(EXERCISE):
Which lines of the data below include the string "small"? Return each of them.

(DATA PROVIDED):
--- START ---

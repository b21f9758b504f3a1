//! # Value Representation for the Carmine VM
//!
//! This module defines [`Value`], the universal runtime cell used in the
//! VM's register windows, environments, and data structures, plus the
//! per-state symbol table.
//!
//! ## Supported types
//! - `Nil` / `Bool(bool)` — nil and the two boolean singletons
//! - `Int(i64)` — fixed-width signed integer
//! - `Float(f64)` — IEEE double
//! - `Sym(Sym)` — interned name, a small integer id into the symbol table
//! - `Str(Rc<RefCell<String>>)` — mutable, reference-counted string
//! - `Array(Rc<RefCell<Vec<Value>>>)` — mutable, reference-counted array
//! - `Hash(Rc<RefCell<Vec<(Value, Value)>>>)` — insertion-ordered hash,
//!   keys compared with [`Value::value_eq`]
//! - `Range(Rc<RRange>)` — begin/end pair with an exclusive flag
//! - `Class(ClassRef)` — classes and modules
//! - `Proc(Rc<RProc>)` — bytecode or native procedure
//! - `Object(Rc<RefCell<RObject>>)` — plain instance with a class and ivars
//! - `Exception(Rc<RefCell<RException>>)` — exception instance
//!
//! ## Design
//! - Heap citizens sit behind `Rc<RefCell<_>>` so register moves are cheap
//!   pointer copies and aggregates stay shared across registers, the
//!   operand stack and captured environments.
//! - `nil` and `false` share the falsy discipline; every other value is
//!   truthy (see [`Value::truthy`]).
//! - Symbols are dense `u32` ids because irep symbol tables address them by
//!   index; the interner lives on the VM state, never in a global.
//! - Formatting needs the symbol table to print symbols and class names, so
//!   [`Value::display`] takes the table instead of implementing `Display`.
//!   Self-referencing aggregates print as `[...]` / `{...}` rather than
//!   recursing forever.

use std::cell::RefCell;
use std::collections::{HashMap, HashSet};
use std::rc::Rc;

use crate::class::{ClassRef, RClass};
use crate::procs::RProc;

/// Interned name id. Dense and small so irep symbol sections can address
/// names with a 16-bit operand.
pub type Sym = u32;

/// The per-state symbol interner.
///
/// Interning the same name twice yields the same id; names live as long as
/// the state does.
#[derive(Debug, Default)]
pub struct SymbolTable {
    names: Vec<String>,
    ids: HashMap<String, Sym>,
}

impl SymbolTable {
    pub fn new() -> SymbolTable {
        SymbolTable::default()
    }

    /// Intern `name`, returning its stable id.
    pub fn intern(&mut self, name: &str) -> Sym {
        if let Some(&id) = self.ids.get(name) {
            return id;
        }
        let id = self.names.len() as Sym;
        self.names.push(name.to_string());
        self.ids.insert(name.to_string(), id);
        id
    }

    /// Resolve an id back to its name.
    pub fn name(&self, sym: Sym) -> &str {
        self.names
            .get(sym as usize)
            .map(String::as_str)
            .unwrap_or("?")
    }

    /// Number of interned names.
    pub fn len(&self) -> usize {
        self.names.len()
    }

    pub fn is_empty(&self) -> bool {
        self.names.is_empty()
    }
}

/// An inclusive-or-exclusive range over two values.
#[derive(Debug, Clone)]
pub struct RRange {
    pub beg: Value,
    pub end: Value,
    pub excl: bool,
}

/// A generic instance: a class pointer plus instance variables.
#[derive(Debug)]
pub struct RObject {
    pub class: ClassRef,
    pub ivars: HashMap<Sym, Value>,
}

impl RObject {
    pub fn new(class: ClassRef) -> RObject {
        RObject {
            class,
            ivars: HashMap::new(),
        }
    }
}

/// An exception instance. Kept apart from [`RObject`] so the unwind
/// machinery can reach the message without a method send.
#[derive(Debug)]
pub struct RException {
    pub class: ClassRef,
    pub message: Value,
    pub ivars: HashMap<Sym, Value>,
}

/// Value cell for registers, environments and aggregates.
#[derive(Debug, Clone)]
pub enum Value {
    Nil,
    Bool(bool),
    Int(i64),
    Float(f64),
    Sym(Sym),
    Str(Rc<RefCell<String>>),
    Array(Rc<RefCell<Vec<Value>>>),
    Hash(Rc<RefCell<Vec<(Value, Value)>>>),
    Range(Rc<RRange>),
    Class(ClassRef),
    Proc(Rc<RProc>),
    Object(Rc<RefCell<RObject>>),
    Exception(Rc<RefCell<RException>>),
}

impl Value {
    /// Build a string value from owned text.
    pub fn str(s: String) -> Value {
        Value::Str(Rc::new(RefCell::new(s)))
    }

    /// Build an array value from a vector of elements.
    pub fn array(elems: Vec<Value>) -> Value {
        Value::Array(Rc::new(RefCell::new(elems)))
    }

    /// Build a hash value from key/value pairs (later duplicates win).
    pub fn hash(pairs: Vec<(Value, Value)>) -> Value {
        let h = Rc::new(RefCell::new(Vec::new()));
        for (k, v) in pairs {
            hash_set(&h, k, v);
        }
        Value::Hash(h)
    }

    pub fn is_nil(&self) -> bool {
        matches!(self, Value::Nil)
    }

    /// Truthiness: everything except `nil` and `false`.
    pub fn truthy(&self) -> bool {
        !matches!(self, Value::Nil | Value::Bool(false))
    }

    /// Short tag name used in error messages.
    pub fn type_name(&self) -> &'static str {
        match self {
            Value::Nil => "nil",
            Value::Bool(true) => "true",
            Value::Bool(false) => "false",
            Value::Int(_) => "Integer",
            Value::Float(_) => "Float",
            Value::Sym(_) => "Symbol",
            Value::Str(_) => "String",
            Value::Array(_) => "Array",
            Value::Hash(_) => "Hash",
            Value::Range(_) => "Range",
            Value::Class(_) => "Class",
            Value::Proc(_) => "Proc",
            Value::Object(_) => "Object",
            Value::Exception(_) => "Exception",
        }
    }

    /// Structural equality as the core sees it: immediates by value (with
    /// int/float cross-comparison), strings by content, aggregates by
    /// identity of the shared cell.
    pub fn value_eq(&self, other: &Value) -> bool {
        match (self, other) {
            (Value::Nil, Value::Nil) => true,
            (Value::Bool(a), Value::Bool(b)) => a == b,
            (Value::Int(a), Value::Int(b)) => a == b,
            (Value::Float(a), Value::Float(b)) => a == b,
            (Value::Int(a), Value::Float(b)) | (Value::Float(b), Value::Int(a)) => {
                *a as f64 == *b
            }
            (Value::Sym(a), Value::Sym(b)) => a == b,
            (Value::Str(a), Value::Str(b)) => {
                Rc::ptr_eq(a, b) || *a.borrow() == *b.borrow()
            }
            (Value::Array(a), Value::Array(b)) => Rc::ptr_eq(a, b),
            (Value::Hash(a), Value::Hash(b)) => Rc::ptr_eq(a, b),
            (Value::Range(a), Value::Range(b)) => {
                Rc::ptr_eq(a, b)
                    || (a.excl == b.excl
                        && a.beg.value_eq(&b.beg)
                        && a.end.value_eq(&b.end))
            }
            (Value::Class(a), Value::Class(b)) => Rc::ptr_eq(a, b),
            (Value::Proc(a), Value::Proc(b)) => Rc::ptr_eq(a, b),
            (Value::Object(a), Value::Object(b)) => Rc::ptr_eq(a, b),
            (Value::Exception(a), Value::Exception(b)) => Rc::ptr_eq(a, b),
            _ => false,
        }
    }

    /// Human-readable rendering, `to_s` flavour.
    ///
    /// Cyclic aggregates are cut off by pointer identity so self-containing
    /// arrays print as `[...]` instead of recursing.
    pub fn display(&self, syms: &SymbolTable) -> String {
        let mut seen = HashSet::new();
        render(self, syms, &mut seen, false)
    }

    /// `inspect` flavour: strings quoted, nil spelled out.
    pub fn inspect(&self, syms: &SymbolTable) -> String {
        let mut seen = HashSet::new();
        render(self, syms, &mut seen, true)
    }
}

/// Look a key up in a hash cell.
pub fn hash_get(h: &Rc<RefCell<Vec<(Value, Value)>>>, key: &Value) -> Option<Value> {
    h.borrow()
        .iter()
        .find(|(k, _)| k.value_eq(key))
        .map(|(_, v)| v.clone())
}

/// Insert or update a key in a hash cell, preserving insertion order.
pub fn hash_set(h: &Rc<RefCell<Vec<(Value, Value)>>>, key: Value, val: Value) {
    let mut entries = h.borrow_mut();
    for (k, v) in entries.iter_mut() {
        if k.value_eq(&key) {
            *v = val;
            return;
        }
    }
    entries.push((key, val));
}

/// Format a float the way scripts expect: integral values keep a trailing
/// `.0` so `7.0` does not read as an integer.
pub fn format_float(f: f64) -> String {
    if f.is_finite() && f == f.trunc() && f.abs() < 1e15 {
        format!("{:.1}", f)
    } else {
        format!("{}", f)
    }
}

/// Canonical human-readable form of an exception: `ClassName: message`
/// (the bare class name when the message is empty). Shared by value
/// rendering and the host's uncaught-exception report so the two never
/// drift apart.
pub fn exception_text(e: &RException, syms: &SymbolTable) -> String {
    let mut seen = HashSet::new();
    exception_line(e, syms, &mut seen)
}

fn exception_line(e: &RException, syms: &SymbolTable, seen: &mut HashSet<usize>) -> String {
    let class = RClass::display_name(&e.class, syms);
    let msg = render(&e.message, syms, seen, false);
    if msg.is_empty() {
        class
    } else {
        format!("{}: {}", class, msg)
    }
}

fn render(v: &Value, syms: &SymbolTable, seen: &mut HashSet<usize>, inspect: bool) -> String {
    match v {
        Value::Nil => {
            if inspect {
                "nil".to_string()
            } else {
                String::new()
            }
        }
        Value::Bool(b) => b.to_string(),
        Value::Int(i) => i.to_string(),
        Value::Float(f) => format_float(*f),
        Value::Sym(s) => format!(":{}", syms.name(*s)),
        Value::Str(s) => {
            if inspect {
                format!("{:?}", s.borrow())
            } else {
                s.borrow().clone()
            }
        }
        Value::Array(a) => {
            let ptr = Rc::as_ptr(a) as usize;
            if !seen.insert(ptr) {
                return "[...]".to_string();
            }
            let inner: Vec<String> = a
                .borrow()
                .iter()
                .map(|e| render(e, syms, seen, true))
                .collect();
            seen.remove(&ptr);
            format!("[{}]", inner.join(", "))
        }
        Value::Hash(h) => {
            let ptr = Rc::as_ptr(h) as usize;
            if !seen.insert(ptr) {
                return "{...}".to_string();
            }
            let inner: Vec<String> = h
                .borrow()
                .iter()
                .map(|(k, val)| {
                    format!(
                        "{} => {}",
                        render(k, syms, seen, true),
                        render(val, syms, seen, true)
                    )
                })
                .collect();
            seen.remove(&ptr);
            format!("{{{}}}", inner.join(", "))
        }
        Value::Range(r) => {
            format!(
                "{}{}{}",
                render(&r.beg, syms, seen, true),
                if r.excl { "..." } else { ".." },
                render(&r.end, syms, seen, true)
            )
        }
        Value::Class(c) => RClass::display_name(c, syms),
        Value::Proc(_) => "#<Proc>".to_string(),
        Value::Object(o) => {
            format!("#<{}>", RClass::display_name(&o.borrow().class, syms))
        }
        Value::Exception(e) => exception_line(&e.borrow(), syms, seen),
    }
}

--- END ---
--- START ---

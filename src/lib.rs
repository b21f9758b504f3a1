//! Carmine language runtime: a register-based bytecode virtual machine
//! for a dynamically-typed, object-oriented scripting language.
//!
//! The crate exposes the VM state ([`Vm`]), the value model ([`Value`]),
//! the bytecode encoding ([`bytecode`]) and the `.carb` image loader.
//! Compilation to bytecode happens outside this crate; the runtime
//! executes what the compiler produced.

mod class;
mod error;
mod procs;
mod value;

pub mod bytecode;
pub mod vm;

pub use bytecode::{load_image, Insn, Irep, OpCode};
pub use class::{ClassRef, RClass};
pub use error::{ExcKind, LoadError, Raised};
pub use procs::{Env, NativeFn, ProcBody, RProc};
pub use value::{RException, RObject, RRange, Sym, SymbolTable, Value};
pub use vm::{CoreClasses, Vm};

--- END ---

(EXPECTED ANSWER):
//! - `Sym(Sym)` — interned name, a small integer id into the symbol table
/// Interned name id. Dense and small so irep symbol sections can address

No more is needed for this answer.